[What to work on] Take the data below. Output it exactly from its first line through the line containing "impl std::fmt::Display for".

START Task data

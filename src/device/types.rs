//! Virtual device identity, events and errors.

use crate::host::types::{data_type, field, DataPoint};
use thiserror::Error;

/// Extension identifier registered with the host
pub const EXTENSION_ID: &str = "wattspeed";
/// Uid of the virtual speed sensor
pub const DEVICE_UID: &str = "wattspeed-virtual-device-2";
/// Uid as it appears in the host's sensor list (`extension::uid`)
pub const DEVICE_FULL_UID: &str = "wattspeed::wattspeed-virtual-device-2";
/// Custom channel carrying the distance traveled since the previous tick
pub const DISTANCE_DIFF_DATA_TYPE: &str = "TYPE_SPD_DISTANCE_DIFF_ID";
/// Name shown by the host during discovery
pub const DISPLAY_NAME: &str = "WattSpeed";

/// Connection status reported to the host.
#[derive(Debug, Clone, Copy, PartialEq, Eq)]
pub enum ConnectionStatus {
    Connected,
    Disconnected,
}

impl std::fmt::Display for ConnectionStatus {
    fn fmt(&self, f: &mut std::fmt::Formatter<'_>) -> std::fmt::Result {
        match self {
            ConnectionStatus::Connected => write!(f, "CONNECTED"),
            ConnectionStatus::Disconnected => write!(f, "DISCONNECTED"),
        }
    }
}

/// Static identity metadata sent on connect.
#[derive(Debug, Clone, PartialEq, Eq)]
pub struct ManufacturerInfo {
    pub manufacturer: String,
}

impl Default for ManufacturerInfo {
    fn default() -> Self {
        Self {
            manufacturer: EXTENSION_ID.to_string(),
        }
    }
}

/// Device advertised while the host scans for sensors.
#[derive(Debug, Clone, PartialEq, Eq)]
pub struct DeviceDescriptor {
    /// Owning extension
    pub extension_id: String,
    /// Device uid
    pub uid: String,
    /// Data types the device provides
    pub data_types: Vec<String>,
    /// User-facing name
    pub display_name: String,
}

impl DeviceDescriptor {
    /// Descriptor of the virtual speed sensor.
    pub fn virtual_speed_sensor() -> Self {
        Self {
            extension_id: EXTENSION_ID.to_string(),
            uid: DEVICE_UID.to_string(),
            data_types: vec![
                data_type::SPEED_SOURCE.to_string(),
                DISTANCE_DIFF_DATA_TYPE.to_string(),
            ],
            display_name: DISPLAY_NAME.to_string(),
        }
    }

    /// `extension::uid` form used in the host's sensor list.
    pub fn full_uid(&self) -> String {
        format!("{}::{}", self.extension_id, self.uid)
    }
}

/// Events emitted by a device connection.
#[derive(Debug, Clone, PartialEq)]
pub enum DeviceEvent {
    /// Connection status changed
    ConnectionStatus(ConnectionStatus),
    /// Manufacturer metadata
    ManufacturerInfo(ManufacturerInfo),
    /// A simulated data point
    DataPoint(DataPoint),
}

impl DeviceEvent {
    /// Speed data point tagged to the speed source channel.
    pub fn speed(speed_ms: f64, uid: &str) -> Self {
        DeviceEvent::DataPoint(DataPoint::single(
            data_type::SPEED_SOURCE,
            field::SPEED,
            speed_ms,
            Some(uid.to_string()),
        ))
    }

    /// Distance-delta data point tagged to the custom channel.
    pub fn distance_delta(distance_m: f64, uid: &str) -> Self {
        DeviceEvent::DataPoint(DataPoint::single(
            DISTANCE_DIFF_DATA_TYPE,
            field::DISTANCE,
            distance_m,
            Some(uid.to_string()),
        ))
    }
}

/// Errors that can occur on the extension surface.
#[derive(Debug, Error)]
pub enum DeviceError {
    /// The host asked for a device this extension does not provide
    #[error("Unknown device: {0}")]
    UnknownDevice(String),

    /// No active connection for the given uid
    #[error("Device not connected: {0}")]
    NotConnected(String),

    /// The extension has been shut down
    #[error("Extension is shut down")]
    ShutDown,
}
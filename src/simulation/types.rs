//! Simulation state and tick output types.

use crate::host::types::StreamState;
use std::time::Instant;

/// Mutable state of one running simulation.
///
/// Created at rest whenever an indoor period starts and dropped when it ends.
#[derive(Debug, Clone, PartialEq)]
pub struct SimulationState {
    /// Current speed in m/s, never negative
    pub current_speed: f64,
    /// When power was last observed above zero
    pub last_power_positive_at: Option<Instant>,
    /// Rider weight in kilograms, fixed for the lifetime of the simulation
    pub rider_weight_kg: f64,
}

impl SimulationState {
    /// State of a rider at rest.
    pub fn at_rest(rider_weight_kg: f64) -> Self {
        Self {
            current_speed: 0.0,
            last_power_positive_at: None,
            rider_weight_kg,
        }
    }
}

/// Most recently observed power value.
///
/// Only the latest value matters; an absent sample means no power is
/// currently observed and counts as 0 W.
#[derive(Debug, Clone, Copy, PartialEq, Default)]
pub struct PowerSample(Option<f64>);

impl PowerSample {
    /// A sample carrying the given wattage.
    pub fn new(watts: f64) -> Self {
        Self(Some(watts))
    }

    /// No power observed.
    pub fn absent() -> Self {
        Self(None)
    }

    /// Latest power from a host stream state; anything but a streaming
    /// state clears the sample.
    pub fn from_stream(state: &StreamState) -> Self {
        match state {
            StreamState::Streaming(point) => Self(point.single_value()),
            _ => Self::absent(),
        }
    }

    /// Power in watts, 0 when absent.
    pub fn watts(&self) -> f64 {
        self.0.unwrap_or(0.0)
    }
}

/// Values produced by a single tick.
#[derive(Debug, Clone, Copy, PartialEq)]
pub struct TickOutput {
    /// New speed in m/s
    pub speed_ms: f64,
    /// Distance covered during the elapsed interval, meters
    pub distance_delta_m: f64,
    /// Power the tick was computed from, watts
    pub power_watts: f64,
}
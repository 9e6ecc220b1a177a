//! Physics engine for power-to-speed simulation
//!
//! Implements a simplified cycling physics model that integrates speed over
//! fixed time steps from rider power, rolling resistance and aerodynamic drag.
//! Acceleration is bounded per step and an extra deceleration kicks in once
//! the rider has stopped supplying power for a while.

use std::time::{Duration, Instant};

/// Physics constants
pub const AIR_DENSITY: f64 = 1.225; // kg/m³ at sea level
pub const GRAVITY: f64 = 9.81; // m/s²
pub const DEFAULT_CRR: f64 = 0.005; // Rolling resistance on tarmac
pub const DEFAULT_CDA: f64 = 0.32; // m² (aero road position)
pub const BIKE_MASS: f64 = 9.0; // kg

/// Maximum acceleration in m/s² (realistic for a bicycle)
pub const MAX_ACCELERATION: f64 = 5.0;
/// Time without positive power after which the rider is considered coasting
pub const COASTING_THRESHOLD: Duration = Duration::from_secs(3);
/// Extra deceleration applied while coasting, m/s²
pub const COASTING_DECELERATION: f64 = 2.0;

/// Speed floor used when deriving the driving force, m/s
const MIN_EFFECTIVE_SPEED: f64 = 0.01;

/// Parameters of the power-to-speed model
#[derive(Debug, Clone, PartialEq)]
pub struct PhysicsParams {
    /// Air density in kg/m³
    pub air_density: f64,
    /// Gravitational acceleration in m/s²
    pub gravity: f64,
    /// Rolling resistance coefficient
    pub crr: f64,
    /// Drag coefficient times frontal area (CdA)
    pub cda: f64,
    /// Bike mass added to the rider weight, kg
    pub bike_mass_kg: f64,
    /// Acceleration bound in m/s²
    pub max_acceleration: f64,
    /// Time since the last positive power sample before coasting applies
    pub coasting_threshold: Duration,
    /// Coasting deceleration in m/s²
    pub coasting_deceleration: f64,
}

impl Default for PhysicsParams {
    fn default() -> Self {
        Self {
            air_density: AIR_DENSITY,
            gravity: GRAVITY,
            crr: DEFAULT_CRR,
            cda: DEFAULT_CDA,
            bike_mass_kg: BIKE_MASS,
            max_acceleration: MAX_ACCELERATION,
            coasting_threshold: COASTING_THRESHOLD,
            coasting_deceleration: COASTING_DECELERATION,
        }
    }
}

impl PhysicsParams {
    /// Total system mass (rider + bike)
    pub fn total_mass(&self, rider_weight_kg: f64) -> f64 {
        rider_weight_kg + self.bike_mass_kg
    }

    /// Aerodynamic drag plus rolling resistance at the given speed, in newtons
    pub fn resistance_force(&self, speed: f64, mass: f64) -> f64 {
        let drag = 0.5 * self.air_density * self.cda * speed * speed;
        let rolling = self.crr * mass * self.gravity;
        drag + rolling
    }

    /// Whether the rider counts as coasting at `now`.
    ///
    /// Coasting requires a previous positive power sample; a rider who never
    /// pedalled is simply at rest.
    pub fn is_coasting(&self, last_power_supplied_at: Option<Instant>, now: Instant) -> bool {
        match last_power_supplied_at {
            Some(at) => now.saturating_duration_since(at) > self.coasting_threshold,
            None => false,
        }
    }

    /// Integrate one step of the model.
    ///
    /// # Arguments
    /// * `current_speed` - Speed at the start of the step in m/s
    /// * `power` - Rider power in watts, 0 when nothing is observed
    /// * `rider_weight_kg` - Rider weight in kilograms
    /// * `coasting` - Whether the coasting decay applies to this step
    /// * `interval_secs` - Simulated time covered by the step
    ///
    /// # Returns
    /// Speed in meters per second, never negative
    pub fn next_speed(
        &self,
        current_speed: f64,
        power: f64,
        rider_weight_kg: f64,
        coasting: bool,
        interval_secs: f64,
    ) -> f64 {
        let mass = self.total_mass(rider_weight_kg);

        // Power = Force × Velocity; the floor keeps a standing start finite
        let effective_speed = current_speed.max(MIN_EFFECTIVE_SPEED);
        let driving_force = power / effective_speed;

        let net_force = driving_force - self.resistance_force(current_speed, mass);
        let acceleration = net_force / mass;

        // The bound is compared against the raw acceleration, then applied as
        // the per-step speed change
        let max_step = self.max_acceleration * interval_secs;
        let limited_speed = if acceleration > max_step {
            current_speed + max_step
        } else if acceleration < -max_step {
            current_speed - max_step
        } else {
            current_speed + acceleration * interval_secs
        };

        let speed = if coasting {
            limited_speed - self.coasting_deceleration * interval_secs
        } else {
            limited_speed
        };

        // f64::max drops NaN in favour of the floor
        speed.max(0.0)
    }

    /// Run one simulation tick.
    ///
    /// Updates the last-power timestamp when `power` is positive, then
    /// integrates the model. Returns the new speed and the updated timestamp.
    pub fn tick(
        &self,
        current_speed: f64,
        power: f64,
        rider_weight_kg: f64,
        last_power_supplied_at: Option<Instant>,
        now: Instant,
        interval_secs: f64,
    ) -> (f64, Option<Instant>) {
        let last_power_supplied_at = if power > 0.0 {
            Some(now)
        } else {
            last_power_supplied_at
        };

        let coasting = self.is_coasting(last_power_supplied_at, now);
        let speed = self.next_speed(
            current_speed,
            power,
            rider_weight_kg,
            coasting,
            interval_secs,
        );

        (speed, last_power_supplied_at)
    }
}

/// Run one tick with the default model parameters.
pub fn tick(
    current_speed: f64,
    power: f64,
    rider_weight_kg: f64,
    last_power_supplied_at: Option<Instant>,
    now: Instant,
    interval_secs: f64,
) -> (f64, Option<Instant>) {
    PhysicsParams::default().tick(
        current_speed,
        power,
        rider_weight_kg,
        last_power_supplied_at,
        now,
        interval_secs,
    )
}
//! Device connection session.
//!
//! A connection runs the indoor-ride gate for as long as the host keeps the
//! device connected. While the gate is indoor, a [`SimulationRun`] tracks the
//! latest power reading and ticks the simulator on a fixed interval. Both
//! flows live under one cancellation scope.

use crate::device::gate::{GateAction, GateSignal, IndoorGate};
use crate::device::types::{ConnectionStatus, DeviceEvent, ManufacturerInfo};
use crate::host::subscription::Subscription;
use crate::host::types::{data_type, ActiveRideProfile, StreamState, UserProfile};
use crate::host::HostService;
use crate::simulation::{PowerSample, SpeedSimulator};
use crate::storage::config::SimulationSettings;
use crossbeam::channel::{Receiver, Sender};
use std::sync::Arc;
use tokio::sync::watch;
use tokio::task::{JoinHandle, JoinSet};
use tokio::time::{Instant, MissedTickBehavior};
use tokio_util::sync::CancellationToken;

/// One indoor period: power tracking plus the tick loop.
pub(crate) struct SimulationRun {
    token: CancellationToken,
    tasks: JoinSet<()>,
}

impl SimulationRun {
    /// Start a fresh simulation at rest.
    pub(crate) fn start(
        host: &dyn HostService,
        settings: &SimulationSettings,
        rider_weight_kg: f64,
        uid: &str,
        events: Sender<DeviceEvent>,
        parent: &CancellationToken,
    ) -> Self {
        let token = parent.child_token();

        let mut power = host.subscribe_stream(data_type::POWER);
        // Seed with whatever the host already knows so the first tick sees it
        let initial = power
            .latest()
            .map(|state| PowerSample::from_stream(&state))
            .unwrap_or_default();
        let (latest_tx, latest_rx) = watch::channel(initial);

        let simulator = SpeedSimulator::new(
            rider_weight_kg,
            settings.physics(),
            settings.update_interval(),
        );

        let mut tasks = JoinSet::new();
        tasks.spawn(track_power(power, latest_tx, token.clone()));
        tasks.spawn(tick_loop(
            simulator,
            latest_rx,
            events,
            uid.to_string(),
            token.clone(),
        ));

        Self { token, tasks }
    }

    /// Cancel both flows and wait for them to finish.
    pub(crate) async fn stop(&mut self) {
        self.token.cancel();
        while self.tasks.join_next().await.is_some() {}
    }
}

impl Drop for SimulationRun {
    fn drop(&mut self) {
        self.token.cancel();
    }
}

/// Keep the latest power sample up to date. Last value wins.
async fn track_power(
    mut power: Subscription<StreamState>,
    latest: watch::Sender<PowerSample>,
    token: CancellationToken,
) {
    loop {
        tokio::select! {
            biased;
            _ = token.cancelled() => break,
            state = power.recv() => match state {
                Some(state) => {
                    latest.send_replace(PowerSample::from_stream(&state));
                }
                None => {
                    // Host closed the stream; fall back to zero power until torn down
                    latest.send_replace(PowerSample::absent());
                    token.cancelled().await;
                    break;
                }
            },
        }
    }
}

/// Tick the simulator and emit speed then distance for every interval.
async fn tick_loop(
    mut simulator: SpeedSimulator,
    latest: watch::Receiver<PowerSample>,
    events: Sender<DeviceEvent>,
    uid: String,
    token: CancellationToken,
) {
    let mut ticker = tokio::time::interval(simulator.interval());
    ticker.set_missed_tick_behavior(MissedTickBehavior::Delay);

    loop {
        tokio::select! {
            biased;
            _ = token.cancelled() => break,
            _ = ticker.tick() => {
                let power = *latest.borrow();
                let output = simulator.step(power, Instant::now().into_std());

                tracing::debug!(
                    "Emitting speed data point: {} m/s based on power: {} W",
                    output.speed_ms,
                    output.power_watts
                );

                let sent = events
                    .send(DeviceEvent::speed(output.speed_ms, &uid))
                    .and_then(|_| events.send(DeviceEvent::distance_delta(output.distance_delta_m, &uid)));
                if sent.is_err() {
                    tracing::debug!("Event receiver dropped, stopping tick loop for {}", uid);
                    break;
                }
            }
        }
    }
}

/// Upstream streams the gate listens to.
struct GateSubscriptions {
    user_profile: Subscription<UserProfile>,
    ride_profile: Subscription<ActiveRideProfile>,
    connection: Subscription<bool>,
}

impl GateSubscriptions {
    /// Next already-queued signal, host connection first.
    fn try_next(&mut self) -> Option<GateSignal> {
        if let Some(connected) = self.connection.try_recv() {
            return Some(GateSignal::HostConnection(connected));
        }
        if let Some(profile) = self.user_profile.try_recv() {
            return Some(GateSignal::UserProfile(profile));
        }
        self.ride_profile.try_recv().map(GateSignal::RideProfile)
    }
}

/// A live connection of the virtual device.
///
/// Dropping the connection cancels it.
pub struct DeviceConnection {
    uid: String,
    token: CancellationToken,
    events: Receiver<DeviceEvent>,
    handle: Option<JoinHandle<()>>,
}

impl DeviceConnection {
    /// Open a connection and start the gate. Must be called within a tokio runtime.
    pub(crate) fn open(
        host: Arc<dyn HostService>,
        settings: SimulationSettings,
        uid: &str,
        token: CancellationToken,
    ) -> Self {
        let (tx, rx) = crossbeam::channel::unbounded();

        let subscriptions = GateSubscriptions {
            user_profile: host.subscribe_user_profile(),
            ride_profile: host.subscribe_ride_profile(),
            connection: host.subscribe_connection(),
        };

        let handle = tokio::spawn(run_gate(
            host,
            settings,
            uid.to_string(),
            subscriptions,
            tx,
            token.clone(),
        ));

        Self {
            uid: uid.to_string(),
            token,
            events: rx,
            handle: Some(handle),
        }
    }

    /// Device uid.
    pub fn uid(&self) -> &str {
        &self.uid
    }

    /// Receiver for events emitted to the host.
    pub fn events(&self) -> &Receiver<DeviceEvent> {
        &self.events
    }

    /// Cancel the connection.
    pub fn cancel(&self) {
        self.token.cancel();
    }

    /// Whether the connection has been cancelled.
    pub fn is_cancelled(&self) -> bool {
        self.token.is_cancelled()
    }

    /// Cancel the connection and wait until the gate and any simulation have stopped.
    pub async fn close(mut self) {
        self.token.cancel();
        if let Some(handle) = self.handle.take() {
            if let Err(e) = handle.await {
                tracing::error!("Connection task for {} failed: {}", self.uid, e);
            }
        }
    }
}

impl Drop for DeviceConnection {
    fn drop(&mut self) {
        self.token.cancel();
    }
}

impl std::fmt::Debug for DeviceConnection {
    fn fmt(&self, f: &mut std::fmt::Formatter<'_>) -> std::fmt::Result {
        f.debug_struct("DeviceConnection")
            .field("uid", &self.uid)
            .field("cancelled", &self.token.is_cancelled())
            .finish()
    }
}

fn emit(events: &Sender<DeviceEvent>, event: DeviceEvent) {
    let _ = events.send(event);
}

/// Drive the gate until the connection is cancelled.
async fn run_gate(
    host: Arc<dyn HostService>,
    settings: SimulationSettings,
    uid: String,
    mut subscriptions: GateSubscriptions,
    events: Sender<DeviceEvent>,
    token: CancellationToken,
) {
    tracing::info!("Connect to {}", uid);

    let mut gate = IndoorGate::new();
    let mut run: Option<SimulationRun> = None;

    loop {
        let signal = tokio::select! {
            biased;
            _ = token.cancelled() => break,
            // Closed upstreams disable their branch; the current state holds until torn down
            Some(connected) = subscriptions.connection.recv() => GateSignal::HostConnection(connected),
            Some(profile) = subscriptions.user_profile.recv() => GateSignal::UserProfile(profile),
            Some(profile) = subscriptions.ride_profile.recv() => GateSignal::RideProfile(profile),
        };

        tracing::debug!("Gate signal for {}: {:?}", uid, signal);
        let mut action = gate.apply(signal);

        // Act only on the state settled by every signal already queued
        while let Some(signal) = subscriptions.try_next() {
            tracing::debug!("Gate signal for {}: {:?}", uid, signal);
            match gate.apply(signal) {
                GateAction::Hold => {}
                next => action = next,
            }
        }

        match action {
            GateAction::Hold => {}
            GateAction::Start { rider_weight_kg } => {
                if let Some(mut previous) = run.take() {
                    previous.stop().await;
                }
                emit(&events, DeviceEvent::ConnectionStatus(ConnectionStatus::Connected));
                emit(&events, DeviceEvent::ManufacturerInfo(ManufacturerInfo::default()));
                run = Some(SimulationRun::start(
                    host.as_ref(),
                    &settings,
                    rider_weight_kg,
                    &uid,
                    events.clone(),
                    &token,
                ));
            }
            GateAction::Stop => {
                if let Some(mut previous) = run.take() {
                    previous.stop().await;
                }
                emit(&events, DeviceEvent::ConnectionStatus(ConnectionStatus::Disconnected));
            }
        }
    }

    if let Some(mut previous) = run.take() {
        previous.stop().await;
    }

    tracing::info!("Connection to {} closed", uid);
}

END Task data

[Response to this task]
filename src/device/types.rs
//! Virtual device identity, events and errors.

use crate::host::types::{data_type, field, DataPoint};
use thiserror::Error;

/// Extension identifier registered with the host
pub const EXTENSION_ID: &str = "wattspeed";
/// Uid of the virtual speed sensor
pub const DEVICE_UID: &str = "wattspeed-virtual-device-2";
/// Uid as it appears in the host's sensor list (`extension::uid`)
pub const DEVICE_FULL_UID: &str = "wattspeed::wattspeed-virtual-device-2";
/// Custom channel carrying the distance traveled since the previous tick
pub const DISTANCE_DIFF_DATA_TYPE: &str = "TYPE_SPD_DISTANCE_DIFF_ID";
/// Name shown by the host during discovery
pub const DISPLAY_NAME: &str = "WattSpeed";

/// Connection status reported to the host.
#[derive(Debug, Clone, Copy, PartialEq, Eq)]
pub enum ConnectionStatus {
    Connected,
    Disconnected,
}

impl std::fmt::Display for ConnectionStatus {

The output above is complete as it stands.